Work and Work Environment
  • Many will now prefer working from home.
  • Office space changes such as working in shifts, physical distancing, face masks and other post-COVID adaptions may erode the value of the office.
  • This could lead to many no longer needing their office space – what does a “corporate headquarters” look like tomorrow? What type of physical presence is needed?
  • Business meeting attendance will take a while to recover because businesses will not likely invest in having employees travel.
De-urbanization
  • With the ability to work remotely, more and more people are going to be fleeing the cities away from places where is it less safe and into places where is it less expensive and away from the crowds.
  • How long lasting will this trend be?
Entertainment
  • Will people ever get comfortable with going to confined places (such as Great Wolf Lodge with large indoor pools, indoor concerts, etc.)?
Education
  • There has not been much talk about returning to school – when it actually comes, what will be the impact? What are we doing to reimagine the school experience?
  • Lots of people won’t be able to go back to work if their kids can’t go back to school.
  • Could the delivery of education change that requires less of a physical buildings footprint with shared campuses, rotating in-person schedules, etc.
  • Other options—1 in 10 parents are now considering home schooling.
  • There is a real disparity in access to broadband connectivity for online education – is 5G a solution ahead?
  • The “Zoom boom” reality has completely shifted expectations and potential of how education can be provided.
Animal Health and Dairy/Meat Sectors
  • Virtual visits with veterinarians have increased.
  • Some vets have used curb side drop off to keep in-person appointments but there is a huge concern that smaller family run veterinarians will close up shop and there will be fewer business owners in the sector, changing the ecosystem.
  • In the feed animal business, the change from bottling in small school size milk cartons to larger retail size containers is not an easy change and for some plants it’s just not possible, so there is dumping happening.
  • The recent news of meat packaging plants having to close also puts a major strain on the supply chain and creating challenges for farmers.
Science and Facts
  • Science means you might get a lot wrong as you are on a search to prove or disprove things. But, is science instead being conflated to be ‘evidence’ for a belief of POV?
  • People are looking for sources they trust and familiar voices. There is a human aspect to this we can’t ignore. We want to connect with the media and information sources we know.
  • There is danger in relying too much on facts and missing the narrative, the proliferation of facts and opinions brings its own fatigue if all we do is relay facts

As these, and many other, dynamics unfold they are creating expectations that will frame how consumers make decisions when weighing risks and rewards for different behaviors. It is critical to communicate early and with transparency about what to expect, what they will see, do, and experience as they return to previously “locked down” options.

Trust and the role of corporate America.

Trust matters in a crisis. But options are limited, and scrutiny is high. People are building their own networks to find information they can trust. Our current reality has revealed a scenario absent of experts – lot of questions without answers and a lot of guessing.

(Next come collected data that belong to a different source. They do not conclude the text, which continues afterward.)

use std::collections::HashMap;
use std::f64::consts::PI;
use std::sync::Arc;

use num_complex::Complex64;
use tracing::debug;

use crate::ckks::chebyshev::{approximate, ChebyshevInterpolation};
use crate::ckks::encoder::{Encoder, PtDiagMatrix};
use crate::ckks::parameters::CkksParameters;
use crate::Result;

use super::parameters::{BootstrappingParameters, SineType};

/// Everything the bootstrapping pipeline derives from the parameters alone:
/// the factored DFT matrices with their chained scale corrections, the sine
/// approximation, and the rotation shifts the key bundle must cover. Carries
/// no key material and can be built long before keys exist.
pub struct Precomputation {
	pub(crate) params: Arc<CkksParameters>,
	pub(crate) btp: BootstrappingParameters,

	/// Slot count the pipeline works at: doubled when the ring packs fewer
	/// than n/2 slots and the real and imaginary halves ride side by side.
	pub(crate) dslots: usize,
	pub(crate) repack: bool,

	pub(crate) prescale: f64,
	pub(crate) sinescale: f64,
	pub(crate) postscale: f64,

	pub(crate) sine_poly: ChebyshevInterpolation,
	pub(crate) arcsine_poly: Option<ChebyshevInterpolation>,
	/// Base constant of the double-angle unwinding.
	pub(crate) double_angle_base: f64,

	pub(crate) cts_matrices: Vec<PtDiagMatrix>,
	pub(crate) stc_matrices: Vec<PtDiagMatrix>,

	/// Every rotation shift the pipeline performs.
	pub(crate) rotations: Vec<usize>,
}

impl Precomputation {
	pub fn new(
		params: &Arc<CkksParameters>, btp: &BootstrappingParameters, encoder: &Encoder,
	) -> Result<Self> {
		btp.validate(params.max_level())?;

		let slots = params.slots();
		let repack = params.log_slots() < params.max_log_slots();
		let dslots = if repack { slots << 1 } else { slots };

		let q0 = params.moduli()[0] as f64;
		if q0 < btp.eval_mod.message_ratio * params.default_scale() {
			return Err(crate::Error::InvalidParameters(
				"q0 must be at least message_ratio times the default scale".into(),
			));
		}
		let prescale = (q0 / btp.eval_mod.message_ratio).log2().round().exp2();
		let sinescale = btp.eval_mod.scaling_factor.log2().round().exp2();
		let postscale = sinescale / btp.eval_mod.message_ratio;

		let (sine_poly, arcsine_poly, double_angle_base) = gen_sine_poly(&btp.eval_mod);

		let mut this = Precomputation {
			params: params.clone(),
			btp: btp.clone(),
			dslots,
			repack,
			prescale,
			sinescale,
			postscale,
			sine_poly,
			arcsine_poly,
			double_angle_base,
			cts_matrices: vec![],
			stc_matrices: vec![],
			rotations: vec![],
		};
		this.gen_dft_matrices(encoder)?;
		this.collect_rotations();

		debug!(
			cts_levels = ?this.cts_matrices.iter().map(|m| m.level()).collect::<Vec<_>>(),
			stc_levels = ?this.stc_matrices.iter().map(|m| m.level()).collect::<Vec<_>>(),
			prescale = this.prescale.log2(),
			sinescale = this.sinescale.log2(),
			postscale = this.postscale.log2(),
			"bootstrapping precomputation ready"
		);

		Ok(this)
	}

	pub fn params(&self) -> &Arc<CkksParameters> {
		&self.params
	}

	pub fn bootstrapping_parameters(&self) -> &BootstrappingParameters {
		&self.btp
	}

	/// The rotation shifts the key bundle must provide.
	pub fn required_rotations(&self) -> &[usize] {
		&self.rotations
	}

	pub(crate) fn sc_fac(&self) -> f64 {
		self.btp.eval_mod.sc_fac()
	}

	pub(crate) fn prescale(&self) -> f64 {
		self.prescale
	}

	/// Builds the merged-layer DFT matrices for both directions, with the
	/// per-layer slice of the total scale correction folded in.
	fn gen_dft_matrices(&mut self, encoder: &Encoder) -> Result<()> {
		let params = &self.params;
		let slots = params.slots();
		let log_slots = params.log_slots();
		let log_dslots = log_slots + usize::from(self.repack);
		let n = params.degree() as f64;

		let roots = compute_roots(slots << 1);
		let mut pow5 = vec![0usize; (slots << 1) + 1];
		pow5[0] = 1;
		for i in 1..pow5.len() {
			pow5[i] = pow5[i - 1] * 5 & ((slots << 2) - 1);
		}

		let q0 = params.moduli()[0] as f64;
		let sc_fac = self.sc_fac();

		// CoeffsToSlots: the total physical correction prescale/(n q0 scfac)
		// spread evenly over the layers.
		let cts_depth = self.btp.cts_depth();
		let cts_scale = (self.prescale / (n * q0 * sc_fac)).powf(1.0 / cts_depth as f64);
		let cts_vectors = self.compute_dft_vectors(&roots, &pow5, cts_scale, true);
		for (i, diags) in cts_vectors.into_iter().enumerate() {
			let level = self.btp.coeffs_to_slots.level_start - i;
			let scale = params.moduli()[level] as f64;
			self.cts_matrices.push(encoder.encode_diag_matrix(
				level,
				&diags,
				scale,
				self.btp.coeffs_to_slots.max_n1n2_ratio,
				log_dslots,
			)?);
		}

		// SlotsToCoeffs: total correction q0 / default_scale.
		let stc_depth = self.btp.stc_depth();
		let stc_scale = (q0 / params.default_scale()).powf(1.0 / stc_depth as f64);
		let stc_vectors = self.compute_dft_vectors(&roots, &pow5, stc_scale, false);
		for (i, diags) in stc_vectors.into_iter().enumerate() {
			let level = self.btp.slots_to_coeffs.level_start - i;
			let scale = params.moduli()[level] as f64;
			self.stc_matrices.push(encoder.encode_diag_matrix(
				level,
				&diags,
				scale,
				self.btp.slots_to_coeffs.max_n1n2_ratio,
				log_dslots,
			)?);
		}

		Ok(())
	}

	/// Factors the DFT of the slot dimension into `depth` merged butterfly
	/// layers, returning one diagonal map per layer. `forward` selects the
	/// inverse DFT used by CoeffsToSlots.
	fn compute_dft_vectors(
		&self, roots: &[Complex64], pow5: &[usize], diff_scale: f64, forward: bool,
	) -> Vec<HashMap<usize, Vec<Complex64>>> {
		let log_slots = self.params.log_slots();
		let slots = 1usize << log_slots;
		let dslots = self.dslots;

		let (a, b, c) = if forward {
			fft_inv_plain_vectors(log_slots, dslots, roots, pow5)
		} else {
			fft_plain_vectors(log_slots, dslots, roots, pow5)
		};
		let max_depth = if forward {
			self.btp.cts_depth()
		} else {
			self.btp.stc_depth()
		};

		// Collapse the log(slots) elementary layers into max_depth groups;
		// the merge order differs between directions to minimize the
		// rotation count.
		let mut merge = vec![0usize; max_depth];
		let mut level = log_slots;
		for i in 0..max_depth {
			let depth = (level as f64 / (max_depth - i) as f64).ceil() as usize;
			if forward {
				merge[i] = depth;
			} else {
				merge[max_depth - i - 1] = depth;
			}
			level -= depth;
		}

		let mut vectors = Vec::with_capacity(max_depth);
		let mut level = log_slots;
		for (i, &m) in merge.iter().enumerate() {
			let mut layer;
			if self.repack && !forward && i == 0 {
				// Repacking matrix merged into the first SlotsToCoeffs layer.
				layer = gen_repack_vectors(log_slots);
				layer = next_level_fft(
					&layer,
					log_slots,
					2 << log_slots,
					level,
					&a[log_slots - level],
					&b[log_slots - level],
					&c[log_slots - level],
					forward,
				);
				let mut next = level - 1;
				for _ in 0..m.saturating_sub(1) {
					layer = next_level_fft(
						&layer,
						log_slots,
						2 << log_slots,
						next,
						&a[log_slots - next],
						&b[log_slots - next],
						&c[log_slots - next],
						forward,
					);
					next -= 1;
				}
			} else {
				layer = gen_fft_layer(log_slots, level, &a[log_slots - level], &b[log_slots - level], &c[log_slots - level], forward);
				let mut next = level.wrapping_sub(1);
				for _ in 0..m.saturating_sub(1) {
					layer = next_level_fft(
						&layer,
						log_slots,
						1 << log_slots,
						next,
						&a[log_slots - next],
						&b[log_slots - next],
						&c[log_slots - next],
						forward,
					);
					next = next.wrapping_sub(1);
				}
			}
			level -= m;
			vectors.push(layer);
		}

		// Repacking after CoeffsToSlots: the last matrix is multiplied by
		// [1,..,1,0,..,0] to clear the mirrored half.
		if self.repack && forward {
			let last = vectors.last_mut().unwrap();
			for diag in last.values_mut() {
				for x in 0..slots {
					diag[x + slots] = Complex64::new(0.0, 0.0);
				}
			}
		}

		for layer in vectors.iter_mut() {
			for diag in layer.values_mut() {
				for v in diag.iter_mut() {
					*v *= diff_scale;
				}
			}
		}

		vectors
	}

	fn collect_rotations(&mut self) {
		let mut rotations: Vec<usize> = vec![];
		let params = &self.params;

		// SubSum folding shifts, for sparse packings.
		for i in params.log_slots()..params.max_log_slots() {
			let shift = 1usize << i;
			if !rotations.contains(&shift) {
				rotations.push(shift);
			}
		}

		for mat in self.cts_matrices.iter().chain(&self.stc_matrices) {
			for r in mat.rotations() {
				if !rotations.contains(&r) {
					rotations.push(r);
				}
			}
		}

		rotations.sort_unstable();
		self.rotations = rotations;
	}
}

fn compute_roots(n: usize) -> Vec<Complex64> {
	let m = n << 1;
	let mut roots = Vec::with_capacity(m + 1);
	for i in 0..=m {
		let angle = 2.0 * PI * i as f64 / m as f64;
		roots.push(Complex64::new(angle.cos(), angle.sin()));
	}
	roots
}

type LayerVectors = (Vec<Vec<Complex64>>, Vec<Vec<Complex64>>, Vec<Vec<Complex64>>);

/// Elementary butterfly vectors of the forward DFT, one triple per level.
fn fft_plain_vectors(log_n: usize, dslots: usize, roots: &[Complex64], pow5: &[usize]) -> LayerVectors {
	let n = 1usize << log_n;
	let size = if 2 * n == dslots { 2 } else { 1 };
	let mut va = vec![vec![Complex64::default(); dslots]; log_n];
	let mut vb = vec![vec![Complex64::default(); dslots]; log_n];
	let mut vc = vec![vec![Complex64::default(); dslots]; log_n];

	let mut index = 0;
	let mut m = 2usize;
	while m <= n {
		let tt = m >> 1;
		let gap = n / m;
		let mask = (m << 2) - 1;
		let mut i = 0;
		while i < n {
			for j in 0..m >> 1 {
				let k = (pow5[j] & mask) * gap;
				let idx1 = i + j;
				let idx2 = i + j + tt;
				for u in 0..size {
					va[index][idx1 + u * n] = Complex64::new(1.0, 0.0);
					va[index][idx2 + u * n] = -roots[k];
					vb[index][idx1 + u * n] = roots[k];
					vc[index][idx2 + u * n] = Complex64::new(1.0, 0.0);
				}
			}
			i += m;
		}
		index += 1;
		m <<= 1;
	}
	(va, vb, vc)
}

/// Elementary butterfly vectors of the inverse DFT.
fn fft_inv_plain_vectors(log_n: usize, dslots: usize, roots: &[Complex64], pow5: &[usize]) -> LayerVectors {
	let n = 1usize << log_n;
	let size = if 2 * n == dslots { 2 } else { 1 };
	let mut va = vec![vec![Complex64::default(); dslots]; log_n];
	let mut vb = vec![vec![Complex64::default(); dslots]; log_n];
	let mut vc = vec![vec![Complex64::default(); dslots]; log_n];

	let mut index = 0;
	let mut m = n;
	while m >= 2 {
		let tt = m >> 1;
		let gap = n / m;
		let mask = (m << 2) - 1;
		let mut i = 0;
		while i < n {
			for j in 0..m >> 1 {
				let k = ((m << 2) - (pow5[j] & mask)) * gap;
				let idx1 = i + j;
				let idx2 = i + j + tt;
				for u in 0..size {
					va[index][idx1 + u * n] = Complex64::new(1.0, 0.0);
					va[index][idx2 + u * n] = -roots[k];
					vb[index][idx1 + u * n] = Complex64::new(1.0, 0.0);
					vc[index][idx2 + u * n] = roots[k];
				}
			}
			i += m;
		}
		index += 1;
		m >>= 1;
	}
	(va, vb, vc)
}

/// One elementary DFT layer as a three-diagonal map.
fn gen_fft_layer(
	log_l: usize, level: usize, a: &[Complex64], b: &[Complex64], c: &[Complex64], forward: bool,
) -> HashMap<usize, Vec<Complex64>> {
	let rot = if forward {
		1usize << (level - 1)
	} else {
		1usize << (log_l - level)
	};
	let mut vectors = HashMap::new();
	add_to_diag_map(&mut vectors, 0, a);
	add_to_diag_map(&mut vectors, rot, b);
	add_to_diag_map(&mut vectors, (1 << log_l) - rot, c);
	vectors
}

/// The sparse repacking matrix: moves the imaginary halves alongside the
/// real ones so one ciphertext carries both.
fn gen_repack_vectors(log_l: usize) -> HashMap<usize, Vec<Complex64>> {
	let l = 1usize << log_l;
	let mut a = vec![Complex64::default(); 2 * l];
	let mut b = vec![Complex64::default(); 2 * l];
	for i in 0..l {
		a[i] = Complex64::new(1.0, 0.0);
		a[i + l] = Complex64::new(0.0, 1.0);
		b[i] = Complex64::new(0.0, 1.0);
		b[i + l] = Complex64::new(1.0, 0.0);
	}
	let mut vectors = HashMap::new();
	add_to_diag_map(&mut vectors, 0, &a);
	add_to_diag_map(&mut vectors, l, &b);
	vectors
}

/// Merges the accumulated transform with the next elementary layer:
/// M' = L * M expressed on diagonals.
fn next_level_fft(
	vec: &HashMap<usize, Vec<Complex64>>, log_l: usize, n: usize, next_level: usize,
	a: &[Complex64], b: &[Complex64], c: &[Complex64], forward: bool,
) -> HashMap<usize, Vec<Complex64>> {
	let rot = if forward {
		(1usize << (next_level - 1)) & (n - 1)
	} else {
		(1usize << (log_l - next_level)) & (n - 1)
	};
	let mut out = HashMap::new();
	for (&i, v) in vec {
		let mul_a = mul_vec(v, a);
		add_to_diag_map(&mut out, i, &mul_a);
		let mul_b = mul_vec(&rotate_vec(v, rot), b);
		add_to_diag_map(&mut out, (i + rot) & (n - 1), &mul_b);
		let mul_c = mul_vec(&rotate_vec(v, n - rot), c);
		add_to_diag_map(&mut out, (i + n - rot) & (n - 1), &mul_c);
	}
	out
}

fn add_to_diag_map(map: &mut HashMap<usize, Vec<Complex64>>, index: usize, vec: &[Complex64]) {
	match map.get_mut(&index) {
		Some(existing) => {
			for (e, v) in existing.iter_mut().zip(vec) {
				*e += v;
			}
		}
		None => {
			map.insert(index, vec.to_vec());
		}
	}
}

fn rotate_vec(x: &[Complex64], r: usize) -> Vec<Complex64> {
	let mask = x.len() - 1;
	(0..x.len()).map(|i| x[(i + r) & mask]).collect()
}

fn mul_vec(a: &[Complex64], b: &[Complex64]) -> Vec<Complex64> {
	a.iter().zip(b).map(|(x, y)| x * y).collect()
}

/// Builds the sine (or shifted cosine) interpolant with the double-angle
/// base folded into its coefficients, plus the optional arcsine correction.
fn gen_sine_poly(
	em: &super::parameters::EvalModParameters,
) -> (ChebyshevInterpolation, Option<ChebyshevInterpolation>, f64) {
	let two_pi = 2.0 * PI;
	let sc_fac = em.sc_fac();
	let k = em.k as f64;

	let (mut sine_poly, base) = match em.sine_type {
		SineType::Sin => {
			let poly = approximate(|x| (two_pi * x).sin() / two_pi, -k, k, em.sine_degree);
			(poly, 0.0)
		}
		SineType::Cos => {
			// kappa^(2^r) must equal 1/(2 pi), unless the arcsine stage
			// wants the raw sine.
			let kappa = if em.arcsine_degree > 0 {
				1.0
			} else {
				(1.0 / two_pi).powf(1.0 / sc_fac)
			};
			let poly = approximate(
				|x| (two_pi * (x - 0.25 / sc_fac)).cos(),
				-k / sc_fac,
				k / sc_fac,
				em.sine_degree,
			);
			(poly, kappa)
		}
	};

	if em.sine_type == SineType::Cos {
		for c in sine_poly.coeffs.iter_mut() {
			*c *= base;
		}
	}

	let arcsine = if em.arcsine_degree > 0 {
		let poly = match em.sine_type {
			// The sine output is already divided by 2 pi.
			SineType::Sin => approximate(
				|y| (two_pi * y).clamp(-1.0, 1.0).asin() / two_pi,
				-1.0 / two_pi,
				1.0 / two_pi,
				em.arcsine_degree,
			),
			// The cosine path kept the raw sine in [-1, 1].
			SineType::Cos => approximate(|y| y.clamp(-1.0, 1.0).asin() / two_pi, -1.0, 1.0, em.arcsine_degree),
		};
		Some(poly)
	} else {
		None
	};

	(sine_poly, arcsine, base)
}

Business leaders can and should take action, and many already have. For example, there is a lack of standards and consistency on what ‘distancing’ means in a re-opened market and how to keep spaces as safe and healthy as possible for consumers and employees. This impedes the speed of recovery. But it also means business is stepping up to create standards, to ensure consistency.

Business leaders are reaching out across industries to come up with ideas and plans, getting key players together to solve problems and find ways to work together for the common good. But part of the challenge is coming together physically, so people are left trying to figure out how to do it.

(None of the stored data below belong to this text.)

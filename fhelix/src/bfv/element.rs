use std::sync::Arc;

use fhelix_ring::Poly;

use crate::serialization::{FromBytes, ToBytes};
use crate::{Error, Result};

use super::parameters::BfvParameters;

/// A view over the polynomials of a BFV operand. Plaintexts have degree 0,
/// ciphertexts degree >= 1; the few binary entry points of the evaluator
/// dispatch on this trait instead of on concrete types.
pub trait Operand {
	/// The polynomials c_0 .. c_d.
	fn polys(&self) -> &[Poly];

	/// The operand degree d.
	fn degree(&self) -> usize {
		self.polys().len() - 1
	}
}

/// A BFV ciphertext: polynomials c_0 .. c_d over R_Q, in coefficient form
/// at rest.
#[derive(Debug, Clone)]
pub struct Ciphertext {
	pub(crate) params: Arc<BfvParameters>,
	pub(crate) value: Vec<Poly>,
}

impl Ciphertext {
	/// Allocates a zero ciphertext of the given degree.
	pub fn new(params: &Arc<BfvParameters>, degree: usize) -> Self {
		Ciphertext {
			params: params.clone(),
			value: (0..=degree).map(|_| params.ring_q.new_poly()).collect(),
		}
	}

	pub fn degree(&self) -> usize {
		self.value.len() - 1
	}

	/// Grows or truncates to the requested degree; new polynomials are zero.
	pub(crate) fn resize(&mut self, degree: usize) {
		while self.value.len() < degree + 1 {
			self.value.push(self.params.ring_q.new_poly());
		}
		self.value.truncate(degree + 1);
	}
}

impl Operand for Ciphertext {
	fn polys(&self) -> &[Poly] {
		&self.value
	}
}

/// A BFV plaintext: a single polynomial carrying the message scaled by
/// floor(Q * m / t), so it composes with ciphertexts in every evaluator
/// operation.
#[derive(Debug, Clone)]
pub struct Plaintext {
	pub(crate) params: Arc<BfvParameters>,
	pub(crate) value: [Poly; 1],
}

impl Plaintext {
	pub(crate) fn from_poly(params: &Arc<BfvParameters>, poly: Poly) -> Self {
		Plaintext {
			params: params.clone(),
			value: [poly],
		}
	}

	/// The underlying scaled polynomial.
	pub fn poly(&self) -> &Poly {
		&self.value[0]
	}
}

impl Operand for Plaintext {
	fn polys(&self) -> &[Poly] {
		&self.value
	}
}

impl ToBytes for Ciphertext {
	fn as_bytes(&self) -> Result<Vec<u8>> {
		if self.value.len() > 0xFF {
			return Err(Error::InvalidEncoding("ciphertext degree too large"));
		}
		let mut data = vec![self.value.len() as u8];
		for p in &self.value {
			data.extend_from_slice(&p.to_bytes()?);
		}
		Ok(data)
	}
}

impl FromBytes for Ciphertext {
	type State = Arc<BfvParameters>;

	fn from_bytes(params: &Self::State, bytes: &[u8]) -> Result<Self> {
		if bytes.is_empty() {
			return Err(Error::InvalidEncoding("empty ciphertext"));
		}
		let count = bytes[0] as usize;
		if count == 0 {
			return Err(Error::InvalidEncoding("ciphertext must hold polynomials"));
		}
		let mut value = Vec::with_capacity(count);
		let mut at = 1;
		for _ in 0..count {
			if bytes.len() < at + 2 {
				return Err(Error::InvalidEncoding("truncated polynomial header"));
			}
			if bytes[at] > 16 {
				return Err(Error::InvalidEncoding("degree byte out of range"));
			}
			let n = 1usize << bytes[at];
			let limbs = bytes[at + 1] as usize;
			let len = 2 + n * limbs * 8;
			if bytes.len() < at + len {
				return Err(Error::InvalidEncoding("truncated polynomial body"));
			}
			value.push(Poly::from_bytes(&bytes[at..at + len])?);
			at += len;
		}
		if at != bytes.len() {
			return Err(Error::InvalidEncoding("trailing bytes"));
		}
		Ok(Ciphertext {
			params: params.clone(),
			value,
		})
	}
}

A key question is what happens in a democratic republic and a free-market economy when people can’t “meet” with their leaders. If leaders and institutions operate more within their bubble it could result in questions about who to believe and who is in control. People will seek centers of control OR begin to assert their own control, resulting in new frameworks around politics, faith, etc.

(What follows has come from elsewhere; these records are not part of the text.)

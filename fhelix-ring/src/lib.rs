//! RNS polynomial ring arithmetic.
//!
//! This crate implements the arithmetic layer consumed by the `fhelix`
//! evaluators: prime-field arithmetic in Montgomery form, negacyclic
//! number-theoretic transforms, polynomials in double-CRT representation,
//! and the RNS basis-conversion tools (fast basis extension and gadget
//! decomposition) that scheme-level operations are built from.

#![deny(rustdoc::broken_intra_doc_links)]

mod error;
mod modulus;
mod ntt;
mod poly;
mod ring;
mod rns;

pub use error::{Error, Result};
pub use modulus::{generate_primes, Modulus};
pub use ntt::NttTables;
pub use poly::Poly;
pub use ring::{Ring, GALOIS_GEN};
pub use rns::{BasisExtender, Decomposer};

Businesses can shape how this future unfolds in a way that government is currently struggling to do so given the partisan divide, rancor, and lack of collaboration we see today. Business leaders can ask in what way has your/will your company provide local support in a way that mattered and that builds trust and confidence?  How do you create an authentic local connection with your brand and employees during this time of crisis, and how does this reinforce you core values and purpose?  If you do not do this, you will have missed an opportunity to make a difference.

Rishad Tobaccowalla offers a fantastic framework for approaching future planning right now in his recent blog post: https://rishadt.wordpress.com/2020/04/25/the-great-re-invention-resurrect-now/


Peering Into the Gloom: Some Ideas to Help the Process 

Heart+Mind shared a few thoughts about the approach we are taking to understand what is happening and where things are headed as part of business planning.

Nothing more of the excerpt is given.